Loading (Blogs, News, Twitter) Data

Load the training data

# blogs
blogsFileName <- "final/en_US/en_US.blogs.txt"
con <- file(blogsFileName, open = "r")
blogs <- readLines(con, encoding = "UTF-8", skipNul = TRUE)
close(con)

# news
newsFileName <- "final/en_US/en_US.news.txt"
con <- file(newsFileName, open = "r")
news <- readLines(con, encoding = "UTF-8", skipNul = TRUE)

## Warning in readLines(con, encoding = "UTF-8", skipNul = TRUE): incomplete final
## line found on 'final/en_US/en_US.news.txt'

close(con)

# twitter
twitterFileName <- "final/en_US/en_US.twitter.txt"
con <- file(twitterFileName, open = "r")
twitter <- readLines(con, encoding = "UTF-8", skipNul = TRUE)
close(con)

rm(con)

Basic Data Summary

Prior to building the unified document corpus and cleaning the data, a basic summary of the three text corpora is being provided which includes file sizes, number of lines, number of characters and number of words for each source file. Also included are basic statistics on the number of words per line (min, mean, and max).

Initial Data Summary

## Warning: package 'stringi' was built under R version 4.2.2

## Warning: package 'dplyr' was built under R version 4.2.2

## Warning: package 'kableExtra' was built under R version 4.2.3

# assign sample size
sampleSize = 0.01

# Size of Files in Megabytes
fileSizeMB <- (file.size(c(blogsFileName,
                         newsFileName,
                         twitterFileName)) / 1024^2)

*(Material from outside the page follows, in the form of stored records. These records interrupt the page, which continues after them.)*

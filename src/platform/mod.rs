//! Platform collaborators
//!
//! Traits for the host services the storage helpers consume, with
//! host-filesystem implementations.

pub mod context;
pub mod public;
pub mod stats;
pub mod volume;

pub use context::{AppDataDirs, StorageContext};
pub use public::PublicDirectory;
pub use stats::{BlockStats, FsStats, StatVfs};
pub use volume::{DirectoryVolume, FixedVolume, MountState, Volume};
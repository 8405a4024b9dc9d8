//! Storage result types
//!
//! Defines result structures returned by storage operations.

use crate::codec::ImageEncoding;
use crate::platform::BlockStats;

/// Capacity of the volume in megabytes
#[derive(Debug, Clone, Copy, PartialEq, Eq, Default)]
pub struct SpaceReport {
    pub total_mb: u64,
    /// Includes blocks reserved for the superuser
    pub free_mb: u64,
    pub available_mb: u64,
}

impl From<BlockStats> for SpaceReport {
    fn from(stats: BlockStats) -> Self {
        Self {
            total_mb: stats.total_mb(),
            free_mb: stats.free_mb(),
            available_mb: stats.available_mb(),
        }
    }
}

/// Outcome of saving an image whose encoding is chosen by filename
#[derive(Debug, Clone, Copy, PartialEq, Eq)]
pub enum ImageWrite {
    Encoded(ImageEncoding),
    /// The suffix matched no encoding; the file was created empty.
    Unsupported,
}
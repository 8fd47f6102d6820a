//! Scripted sequences of topology changes.
//!
//! A scenario is a YAML list of steps replayed against a
//! [`TopologyManager`]. The CLI uses it to drive the manager without an
//! external orchestrator.
//!
//! ```yaml
//! name: coordinator failover
//! steps:
//!   - action: add
//!     agent: { id: c1, type: coordinator, capabilities: [plan] }
//!   - action: add
//!     agent: { id: w1, type: worker, load: 0.4 }
//!   - action: fail
//!     id: c1
//!   - action: optimize
//! ```

use log::{info, warn};
use serde::{Deserialize, Serialize};

use crate::agent::{Agent, AgentId};
use crate::analysis::TopologyMetrics;
use crate::history::PerformanceSample;
use crate::manager::{OptimizationOutcome, TopologyInfo, TopologyManager};

#[derive(Debug, Clone, PartialEq, Serialize, Deserialize)]
pub struct Scenario {
    #[serde(default)]
    pub name: Option<String>,
    pub steps: Vec<ScenarioStep>,
}

/// One scripted change
#[derive(Debug, Clone, PartialEq, Serialize, Deserialize)]
#[serde(tag = "action", rename_all = "snake_case")]
pub enum ScenarioStep {
    Add { agent: Agent },
    Remove { id: AgentId },
    Fail { id: AgentId },
    Update { agent: Agent },
    Activity { a: AgentId, b: AgentId },
    Optimize,
    /// Append the current metrics to the performance history
    Sample,
}

impl ScenarioStep {
    pub fn action(&self) -> &'static str {
        match self {
            ScenarioStep::Add { .. } => "add",
            ScenarioStep::Remove { .. } => "remove",
            ScenarioStep::Fail { .. } => "fail",
            ScenarioStep::Update { .. } => "update",
            ScenarioStep::Activity { .. } => "activity",
            ScenarioStep::Optimize => "optimize",
            ScenarioStep::Sample => "sample",
        }
    }
}

#[derive(Debug, Clone, PartialEq, Serialize, Deserialize)]
pub struct StepOutcome {
    pub index: usize,
    pub action: String,
    pub applied: bool,
    pub message: String,
    pub efficiency: f64,
}

/// Everything the CLI writes after replaying a scenario
#[derive(Debug, Clone, Serialize, Deserialize)]
pub struct ScenarioReport {
    pub name: Option<String>,
    pub steps: Vec<StepOutcome>,
    pub topology: TopologyInfo,
    pub metrics: TopologyMetrics,
    pub history: Vec<PerformanceSample>,
}

/// Replay every step in order. Rejected steps are recorded and skipped.
pub fn run_scenario(manager: &TopologyManager, scenario: &Scenario) -> ScenarioReport {
    info!(
        "Running scenario '{}' ({} steps)",
        scenario.name.as_deref().unwrap_or("unnamed"),
        scenario.steps.len()
    );

    let mut steps = Vec::with_capacity(scenario.steps.len());
    for (index, step) in scenario.steps.iter().enumerate() {
        let (applied, message) = apply_step(manager, step);
        if !applied {
            warn!("Step {} ({}) not applied: {}", index, step.action(), message);
        }
        steps.push(StepOutcome {
            index,
            action: step.action().to_string(),
            applied,
            message,
            efficiency: manager.metrics().efficiency,
        });
    }

    manager.record_sample();

    ScenarioReport {
        name: scenario.name.clone(),
        steps,
        topology: manager.topology_info(),
        metrics: manager.metrics(),
        history: manager.performance_history(),
    }
}

fn apply_step(manager: &TopologyManager, step: &ScenarioStep) -> (bool, String) {
    match step {
        ScenarioStep::Add { agent } => match manager.add_agent(agent.clone()) {
            Ok(connected) => (true, format!("connected to {}", connected.join(", "))),
            Err(e) => (false, e.to_string()),
        },
        ScenarioStep::Remove { id } => {
            let removed = manager.remove_agent(id);
            (removed, status(removed, "removed", id))
        }
        ScenarioStep::Fail { id } => {
            let failed = manager.handle_agent_failure(id);
            (failed, status(failed, "marked failed", id))
        }
        ScenarioStep::Update { agent } => match manager.update_agent(agent.clone()) {
            Ok(()) => (true, format!("updated '{}'", agent.id)),
            Err(e) => (false, e.to_string()),
        },
        ScenarioStep::Activity { a, b } => {
            let recorded = manager.record_activity(a, b);
            (recorded, status(recorded, "activity recorded on", &format!("{}<->{}", a, b)))
        }
        ScenarioStep::Optimize => match manager.force_optimization() {
            OptimizationOutcome::Completed(report) => (
                true,
                format!(
                    "{} -> {} (pruned {}, extended {}, rebalanced {}, shed {})",
                    report.previous_type,
                    report.topology_type,
                    report.pruned,
                    report.extended,
                    report.rebalanced,
                    report.shed
                ),
            ),
            OptimizationOutcome::Skipped => (false, "optimization already running".to_string()),
        },
        ScenarioStep::Sample => {
            manager.record_sample();
            (true, "sample recorded".to_string())
        }
    }
}

fn status(ok: bool, verb: &str, subject: &str) -> String {
    if ok {
        format!("{} '{}'", verb, subject)
    } else {
        format!("unknown '{}'", subject)
    }
}

#[cfg(test)]
mod tests {
    use super::*;
    use crate::agent::AgentType;
    use crate::config::TopologyConfig;
    use crate::topology::TopologyType;

    const SCENARIO: &str = r#"
name: star
steps:
  - action: add
    agent: { id: c, type: coordinator }
  - action: add
    agent: { id: w1, type: worker, performance: { success_rate: 1.0 } }
  - action: add
    agent: { id: w2, type: worker }
  - action: remove
    id: ghost
  - action: sample
"#;

    #[test]
    fn test_parse_steps() {
        let scenario: Scenario = serde_yaml::from_str(SCENARIO).unwrap();
        assert_eq!(scenario.name.as_deref(), Some("star"));
        assert_eq!(scenario.steps.len(), 5);
        match &scenario.steps[1] {
            ScenarioStep::Add { agent } => {
                assert_eq!(agent.agent_type, AgentType::Worker);
                assert_eq!(agent.performance.throughput, 1.0);
            }
            other => panic!("unexpected step {:?}", other),
        }
        assert_eq!(scenario.steps[3], ScenarioStep::Remove { id: "ghost".to_string() });
        assert_eq!(scenario.steps[4], ScenarioStep::Sample);
    }

    #[test]
    fn test_run_star_scenario() {
        let config = TopologyConfig {
            topology_type: TopologyType::Star,
            min_connections: 1,
            max_connections: 2,
            seed: Some(1),
            ..Default::default()
        };
        let manager = TopologyManager::new(config).unwrap();
        let scenario: Scenario = serde_yaml::from_str(SCENARIO).unwrap();

        let report = run_scenario(&manager, &scenario);
        let applied: Vec<bool> = report.steps.iter().map(|s| s.applied).collect();
        assert_eq!(applied, vec![true, true, true, false, true]);
        assert_eq!(report.topology.connection_count, 2);
        assert_eq!(report.history.len(), 2);
        assert!((report.metrics.connectivity - 2.0 / 3.0).abs() < 1e-9);
    }
}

# Number of Lines per file
numLines <- sapply(list(blogs, news, twitter), length)

# Number of characters per file
numChars <- sapply(list(nchar(blogs), nchar(news), nchar(twitter)), sum)

# Counting the Words (number of words per file)
numWords <- sapply(list(blogs, news, twitter), stri_stats_latex)[4,]

# Number of words per line

wordsPerLine <- lapply(list(blogs, news, twitter), function(x) stri_count_words(x)) 

# words per line summary
wordsPerLineSummary = sapply(list(blogs, news, twitter),
                    function(x) summary(stri_count_words(x))[c('Min.', 'Mean', 'Max.')])

rownames(wordsPerLineSummary) = c('wordsPerLineMin', 'wordsPerLineMean', 'wordsPerLineMax')

summary <- data.frame(
    File = c("en_US.blogs.txt", "en_US.news.txt", "en_US.twitter.txt"),
    FileSize = paste(fileSizeMB, " MB"),
    Lines = numLines,
    Characters = numChars,
    Words = numWords,
    t(rbind(round(wordsPerLineSummary)))
)

kable(summary,
      row.names = FALSE,
      align = c("l", rep("r", 7)),
      caption = "") %>% kable_styling(position = "left")


File	FileSize	Lines	Characters	Words	wordsPerLineMin	wordsPerLineMean	wordsPerLineMax
en_US.blogs.txt	200.424207687378 MB	899288	206824505	37570839	0	42	6726
en_US.news.txt	196.277512550354 MB	77259	15639408	2651432	1	35	1123
en_US.twitter.txt	159.364068984985 MB	2360148	162096241	30451170	1	13	47

An initial investigation of the data shows that on average, each text corpora has a relatively low number of words per line. The lower number of words per line for the Twitter data is expected given that a tweet is limited to a certain number of characters.

Another important observation in this initial investigation shows that the text files are fairly large. To improve processing time, a sample size of 1% will be obtained from all three data sets and then combined into a unified document corpus for subsequent analyses later in this report as part of preparing the data.

Histogram of Words per Line

## Warning: package 'ggplot2' was built under R version 4.2.2

## 
## Attaching package: 'gridExtra'

## The following object is masked from 'package:dplyr':
## 
##     combine

## Warning: `qplot()` was deprecated in ggplot2 3.4.0.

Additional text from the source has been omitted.